_Recorded data_.

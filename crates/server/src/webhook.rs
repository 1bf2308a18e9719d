use std::sync::Arc;

use axum::{
    body::Bytes,
    extract::{Query, State},
    http::{header, StatusCode},
    response::{IntoResponse, Response},
    routing::get,
    Json, Router,
};
use serde::{Deserialize, Serialize};
use tracing::{debug, info, warn};

use seafoodtruck_core::{DayToken, FoodTruckDirectory};
use seafoodtruck_slack::events::{EventContext, EventDispatcher, HandlerResult, InboundEvent};

#[derive(Clone)]
pub struct WebhookState {
    pub dispatcher: Arc<EventDispatcher>,
    pub directory: Arc<dyn FoodTruckDirectory>,
}

#[derive(Clone, Debug, PartialEq, Eq, Serialize)]
pub struct VersionInfo {
    pub version: &'static str,
    pub git_commit: &'static str,
}

#[derive(Clone, Debug, Default, Deserialize)]
pub struct EventsQuery {
    pub id: Option<String>,
    pub day: Option<String>,
}

#[derive(Clone, Debug, PartialEq, Eq, Serialize)]
pub struct ErrorBody {
    pub error: String,
    #[serde(skip_serializing_if = "Option::is_none")]
    pub detail: Option<String>,
}

pub fn router(state: WebhookState) -> Router {
    Router::new()
        .route("/", get(version).post(slack_events))
        .route("/events", get(events))
        .with_state(state)
}

pub async fn version() -> Json<VersionInfo> {
    Json(VersionInfo {
        version: env!("CARGO_PKG_VERSION"),
        git_commit: option_env!("GIT_COMMIT").unwrap_or("unknown"),
    })
}

/// Events API endpoint. Mentions are acknowledged at once and answered on a
/// separate task.
pub async fn slack_events(State(state): State<WebhookState>, body: Bytes) -> Response {
    let event = match InboundEvent::from_slice(&body) {
        Ok(event) => event,
        Err(error) => {
            warn!(
                event_name = "ingress.slack.decode_failed",
                correlation_id = "unknown",
                error = %error,
                "rejecting undecodable slack payload"
            );
            return (StatusCode::BAD_REQUEST, error.to_string()).into_response();
        }
    };
    let ctx = EventContext::for_event(&event);

    match &event {
        InboundEvent::UrlChallenge { .. } => {
            match state.dispatcher.dispatch(&event, &ctx).await {
                Ok(HandlerResult::Challenge(challenge)) => {
                    info!(
                        event_name = "ingress.slack.url_verification",
                        correlation_id = %ctx.correlation_id,
                        "answering url verification"
                    );
                    (StatusCode::OK, [(header::CONTENT_TYPE, "text/plain")], challenge)
                        .into_response()
                }
                Ok(_) => StatusCode::OK.into_response(),
                Err(error) => {
                    warn!(
                        event_name = "ingress.slack.dispatch_failed",
                        correlation_id = %ctx.correlation_id,
                        error = %error,
                        "url verification failed"
                    );
                    StatusCode::INTERNAL_SERVER_ERROR.into_response()
                }
            }
        }
        InboundEvent::Mention(mention) => {
            info!(
                event_name = "ingress.slack.mention_accepted",
                correlation_id = %ctx.correlation_id,
                channel = %mention.channel,
                "mention accepted"
            );
            let dispatcher = state.dispatcher.clone();
            let event = event.clone();
            tokio::spawn(async move {
                if let Err(error) = dispatcher.dispatch(&event, &ctx).await {
                    warn!(
                        event_name = "slack.mention.failed",
                        correlation_id = %ctx.correlation_id,
                        error = %error,
                        "mention handling failed"
                    );
                }
            });
            StatusCode::OK.into_response()
        }
        InboundEvent::Unsupported { event_type } => {
            debug!(
                event_name = "ingress.slack.unsupported",
                correlation_id = %ctx.correlation_id,
                event_type = %event_type,
                "ignoring unsupported slack event"
            );
            StatusCode::OK.into_response()
        }
    }
}

/// JSON view of one location's events, for checking the directory without
/// going through Slack.
pub async fn events(
    State(state): State<WebhookState>,
    Query(query): Query<EventsQuery>,
) -> Response {
    let Some(id) = query.id.as_deref().map(str::trim).filter(|id| !id.is_empty()) else {
        return (
            StatusCode::BAD_REQUEST,
            Json(ErrorBody { error: "query parameter `id` is required".to_owned(), detail: None }),
        )
            .into_response();
    };
    let day = DayToken::from_token(query.day.as_deref());

    match state.directory.get_events(id, day).await {
        Ok(events) => Json(events).into_response(),
        Err(error) => {
            warn!(
                event_name = "http.events.lookup_failed",
                correlation_id = "unknown",
                location_id = id,
                error = %error,
                "events lookup failed"
            );
            (
                StatusCode::BAD_GATEWAY,
                Json(ErrorBody {
                    error: error.user_message().to_owned(),
                    detail: Some(error.to_string()),
                }),
            )
                .into_response()
        }
    }
}

#[cfg(test)]
mod tests {
    use std::sync::Arc;
    use std::time::Duration;

    use async_trait::async_trait;
    use axum::{
        body::{to_bytes, Body},
        http::{header, Request, StatusCode},
        Router,
    };
    use tokio::sync::Mutex;
    use tower::ServiceExt;

    use seafoodtruck_api::InMemoryDirectory;
    use seafoodtruck_core::domain::{DayToken, Event};
    use seafoodtruck_slack::blocks::MessageTemplate;
    use seafoodtruck_slack::client::{ChatPoster, PostError};
    use seafoodtruck_slack::events::default_dispatcher;
    use seafoodtruck_slack::respond::Responder;

    use super::{router, WebhookState};

    #[derive(Default)]
    struct RecordingPoster {
        posted: Mutex<Vec<(String, MessageTemplate)>>,
    }

    #[async_trait]
    impl ChatPoster for RecordingPoster {
        async fn post_message(
            &self,
            channel: &str,
            message: &MessageTemplate,
        ) -> Result<(), PostError> {
            self.posted.lock().await.push((channel.to_owned(), message.clone()));
            Ok(())
        }
    }

    fn event(id: u64) -> Event {
        Event {
            id,
            name: "Lunch".to_owned(),
            start_time: "2026-10-19T11:00:00-07:00".to_owned(),
            end_time: "2026-10-19T14:00:00-07:00".to_owned(),
            bookings: Vec::new(),
            waitlist: Vec::new(),
        }
    }

    fn app(poster: Arc<RecordingPoster>) -> Router {
        let directory: Arc<InMemoryDirectory> = Arc::new(
            InMemoryDirectory::new().with_events("123", DayToken::Tomorrow, vec![event(7)]),
        );
        let responder = Arc::new(Responder::new(directory.clone(), vec!["123".to_owned()]));
        router(WebhookState {
            dispatcher: Arc::new(default_dispatcher(responder, poster)),
            directory,
        })
    }

    fn post_json(body: &str) -> Request<Body> {
        Request::builder()
            .method("POST")
            .uri("/")
            .header(header::CONTENT_TYPE, "application/json")
            .body(Body::from(body.to_owned()))
            .expect("request")
    }

    async fn body_text(response: axum::response::Response) -> String {
        let bytes = to_bytes(response.into_body(), usize::MAX).await.expect("body");
        String::from_utf8(bytes.to_vec()).expect("utf8 body")
    }

    #[tokio::test]
    async fn url_verification_echoes_challenge_as_plain_text() {
        let response = app(Arc::default())
            .oneshot(post_json(r#"{"type":"url_verification","challenge":"abc123"}"#))
            .await
            .expect("response");

        assert_eq!(response.status(), StatusCode::OK);
        assert_eq!(
            response.headers().get(header::CONTENT_TYPE).and_then(|value| value.to_str().ok()),
            Some("text/plain")
        );
        assert_eq!(body_text(response).await, "abc123");
    }

    #[tokio::test]
    async fn undecodable_payload_is_rejected() {
        let response = app(Arc::default()).oneshot(post_json("{not json")).await.expect("response");
        assert_eq!(response.status(), StatusCode::BAD_REQUEST);
    }

    #[tokio::test]
    async fn unsupported_events_are_acknowledged() {
        let response = app(Arc::default())
            .oneshot(post_json(r#"{"type":"event_callback","event":{"type":"reaction_added"}}"#))
            .await
            .expect("response");
        assert_eq!(response.status(), StatusCode::OK);
    }

    #[tokio::test]
    async fn mention_is_acknowledged_then_answered_in_background() {
        let poster = Arc::new(RecordingPoster::default());
        let response = app(poster.clone())
            .oneshot(post_json(
                r#"{"type":"event_callback","event_id":"Ev1",
                    "event":{"type":"app_mention","channel":"C9","user":"U1","text":"<@U0BOT> help"}}"#,
            ))
            .await
            .expect("response");
        assert_eq!(response.status(), StatusCode::OK);

        for _ in 0..50 {
            if !poster.posted.lock().await.is_empty() {
                break;
            }
            tokio::time::sleep(Duration::from_millis(10)).await;
        }
        let posted = poster.posted.lock().await;
        assert_eq!(posted.len(), 1);
        assert_eq!(posted[0].0, "C9");
        assert!(posted[0].1.fallback_text.starts_with("You can ask me"));
    }

    #[tokio::test]
    async fn version_route_reports_package_version() {
        let response = app(Arc::default())
            .oneshot(Request::builder().uri("/").body(Body::empty()).expect("request"))
            .await
            .expect("response");

        assert_eq!(response.status(), StatusCode::OK);
        let body: serde_json::Value =
            serde_json::from_str(&body_text(response).await).expect("json body");
        assert_eq!(body["version"], env!("CARGO_PKG_VERSION"));
        assert!(body["git_commit"].is_string());
    }

    #[tokio::test]
    async fn events_route_returns_directory_events() {
        let response = app(Arc::default())
            .oneshot(
                Request::builder().uri("/events?id=123&day=tomorrow").body(Body::empty()).expect("request"),
            )
            .await
            .expect("response");

        assert_eq!(response.status(), StatusCode::OK);
        let body: serde_json::Value =
            serde_json::from_str(&body_text(response).await).expect("json body");
        assert_eq!(body[0]["id"], 7);
    }

    #[tokio::test]
    async fn events_route_requires_id() {
        let response = app(Arc::default())
            .oneshot(Request::builder().uri("/events?day=today").body(Body::empty()).expect("request"))
            .await
            .expect("response");

        assert_eq!(response.status(), StatusCode::BAD_REQUEST);
    }
}
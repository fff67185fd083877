//! CLI-owned configuration: optional TOML file, `CGX_` environment
//! overrides, then command-line flags.
//!
//! Auth tokens never come from here.

use std::path::PathBuf;
use std::time::Duration;

use directories::ProjectDirs;
use figment::{
    Figment,
    providers::{Env, Format, Serialized, Toml},
};
use serde::{Deserialize, Serialize};

use cgx_api::{TlsMode, TransportConfig};

use crate::cli::GlobalOpts;
use crate::error::CliError;

// ── TOML config struct ───────────────────────────────────────────────

#[derive(Debug, Deserialize, Serialize)]
pub struct Config {
    /// Controller API base URL.
    #[serde(default = "default_controller")]
    pub controller: String,

    #[serde(default = "default_timeout")]
    pub timeout: u64,

    #[serde(default)]
    pub insecure: bool,

    /// Path to a custom CA certificate (PEM).
    pub ca_cert: Option<PathBuf>,

    #[serde(default = "default_exclude_hub_sites")]
    pub exclude_hub_sites: bool,
}

impl Default for Config {
    fn default() -> Self {
        Self {
            controller: default_controller(),
            timeout: default_timeout(),
            insecure: false,
            ca_cert: None,
            exclude_hub_sites: default_exclude_hub_sites(),
        }
    }
}

fn default_controller() -> String {
    cgx_api::DEFAULT_CONTROLLER.into()
}
fn default_timeout() -> u64 {
    30
}
fn default_exclude_hub_sites() -> bool {
    true
}

// ── Config file path ─────────────────────────────────────────────────

/// Resolve the config file path via XDG / platform conventions.
pub fn config_path() -> PathBuf {
    ProjectDirs::from("com", "cgx-wanbfd", "cgx-wanbfd")
        .map(|dirs| dirs.config_dir().join("config.toml"))
        .unwrap_or_else(|| {
            let mut p = PathBuf::from(std::env::var("HOME").unwrap_or_else(|_| ".".into()));
            p.push(".config");
            p.push("cgx-wanbfd");
            p.push("config.toml");
            p
        })
}

// ── Loading ──────────────────────────────────────────────────────────

/// Load defaults, then the config file if present, then `CGX_*` variables.
pub fn load_config() -> Result<Config, CliError> {
    load_from(Figment::new().merge(Toml::file(config_path())))
}

fn load_from(file: Figment) -> Result<Config, CliError> {
    let figment = Figment::new()
        .merge(Serialized::defaults(Config::default()))
        .merge(file)
        .merge(Env::prefixed("CGX_"));

    Ok(figment.extract()?)
}

// ── Resolution ───────────────────────────────────────────────────────

/// Settings for one run after flags are layered over the config.
#[derive(Debug)]
pub struct Resolved {
    pub controller: url::Url,
    pub transport: TransportConfig,
    pub exclude_hub_sites: bool,
}

/// Apply command-line overrides to the loaded config.
pub fn resolve(config: Config, global: &GlobalOpts) -> Result<Resolved, CliError> {
    let url_str = global.controller.as_deref().unwrap_or(&config.controller);
    let controller: url::Url = url_str.parse().map_err(|_| CliError::Validation {
        field: "controller".into(),
        reason: format!("invalid URL: {url_str}"),
    })?;

    let tls = if global.insecure || config.insecure {
        TlsMode::DangerAcceptInvalid
    } else if let Some(ca) = config.ca_cert {
        TlsMode::CustomCa(ca)
    } else {
        TlsMode::System
    };

    let transport = TransportConfig {
        tls,
        timeout: Duration::from_secs(global.timeout.unwrap_or(config.timeout)),
        cookie_jar: None,
    };

    Ok(Resolved {
        controller,
        transport,
        exclude_hub_sites: config.exclude_hub_sites && !global.include_hub_sites,
    })
}
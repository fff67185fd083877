// ── Credential resolution and authentication ──
//
// Sources are consulted in a fixed order and only the first one present is
// used: command-line token, token file, X_AUTH_TOKEN, AUTH_TOKEN, then an
// interactive login loop.

use std::fmt;
use std::path::PathBuf;

use secrecy::SecretString;
use tracing::{info, warn};

use crate::error::CoreError;
use crate::prompt::{Prompter, prompt_login};
use crate::session::Authenticator;

/// Environment variables checked for a token, in order.
pub const TOKEN_ENV_VARS: [&str; 2] = ["X_AUTH_TOKEN", "AUTH_TOKEN"];

/// Where a token came from.
#[derive(Debug, Clone, PartialEq, Eq)]
pub enum TokenSource {
    CommandLine,
    File(PathBuf),
    Environment(&'static str),
}

impl fmt::Display for TokenSource {
    fn fmt(&self, f: &mut fmt::Formatter<'_>) -> fmt::Result {
        match self {
            Self::CommandLine => f.write_str("Auth-Token from command line"),
            Self::File(path) => write!(f, "Auth-Token from file {}", path.display()),
            Self::Environment(name) => write!(f, "environment variable {name}"),
        }
    }
}

/// The one credential chosen for this run.
#[derive(Debug)]
pub enum Credential {
    Token {
        token: SecretString,
        source: TokenSource,
    },
    Interactive,
}

impl Credential {
    pub fn describe(&self) -> String {
        match self {
            Self::Token { source, .. } => source.to_string(),
            Self::Interactive => "interactive login".into(),
        }
    }
}

/// Token inputs from the command line.
#[derive(Debug, Default)]
pub struct CredentialSources {
    pub token: Option<String>,
    pub token_file: Option<PathBuf>,
}

impl CredentialSources {
    /// Resolve against the process environment.
    pub fn resolve(self) -> Result<Credential, CoreError> {
        self.resolve_with(|name| std::env::var(name).ok())
    }

    /// Resolve with an injectable environment lookup.
    ///
    /// Empty tokens on the command line or in the environment count as
    /// absent. A token file, once named, is always the source; an empty file
    /// is an error rather than a fall-through.
    pub fn resolve_with(
        self,
        env: impl Fn(&str) -> Option<String>,
    ) -> Result<Credential, CoreError> {
        if let Some(token) = self.token.filter(|t| !t.trim().is_empty()) {
            return Ok(Credential::Token {
                token: SecretString::from(token.trim().to_owned()),
                source: TokenSource::CommandLine,
            });
        }

        if let Some(path) = self.token_file {
            let contents = std::fs::read_to_string(&path).map_err(|source| CoreError::TokenFile {
                path: path.clone(),
                source,
            })?;
            let token = contents.trim();
            if token.is_empty() {
                return Err(CoreError::AuthenticationFailed {
                    message: format!("auth token file {} is empty", path.display()),
                });
            }
            return Ok(Credential::Token {
                token: SecretString::from(token.to_owned()),
                source: TokenSource::File(path),
            });
        }

        for name in TOKEN_ENV_VARS {
            if let Some(token) = env(name).filter(|t| !t.trim().is_empty()) {
                return Ok(Credential::Token {
                    token: SecretString::from(token.trim().to_owned()),
                    source: TokenSource::Environment(name),
                });
            }
        }

        Ok(Credential::Interactive)
    }
}

/// Establish a session and return its tenant id.
///
/// A token gets exactly one attempt. Interactive login repeats until a
/// tenant id comes back, clearing session state between attempts; it only
/// stops early if the prompter itself fails (e.g. stdin closed).
pub async fn authenticate<A, P>(
    auth: &A,
    credential: Credential,
    prompter: &mut P,
) -> Result<String, CoreError>
where
    A: Authenticator,
    P: Prompter,
{
    match credential {
        Credential::Token { token, source } => {
            info!(%source, "authenticating with auth token");
            match auth.authenticate_token(token).await {
                Ok(Some(tenant_id)) => Ok(tenant_id),
                Ok(None) => Err(CoreError::AuthenticationFailed {
                    message: format!("token from {source} returned no tenant, please check token"),
                }),
                Err(e) => Err(CoreError::AuthenticationFailed {
                    message: format!("token from {source} was rejected: {e}"),
                }),
            }
        }
        Credential::Interactive => loop {
            let (email, password) = prompt_login(prompter)?;
            match auth.authenticate_login(&email, &password).await {
                Ok(Some(tenant_id)) => return Ok(tenant_id),
                Ok(None) => warn!("login returned no tenant, try again"),
                Err(e) => warn!(error = %e, "login failed, try again"),
            }
            auth.clear_credentials();
        },
    }
}
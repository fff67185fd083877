// cgx-api: Async Rust client for the CloudGenix SD-WAN controller API

pub mod auth;
pub mod client;
pub mod endpoints;
pub mod error;
pub mod models;
pub mod transport;

pub use client::CgxClient;
pub use error::Error;
pub use models::{Profile, Site, Tenant, WanInterface, WanInterfaceLabel};
pub use transport::{TlsMode, TransportConfig};

/// Default controller endpoint for the public CloudGenix cloud.
pub const DEFAULT_CONTROLLER: &str = "https://api.elcapitan.cloudgenix.com";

_Problem details_. Among the lines above, please count those that contain the string "enum" and write the number by itself.

_Answer for the task_. 2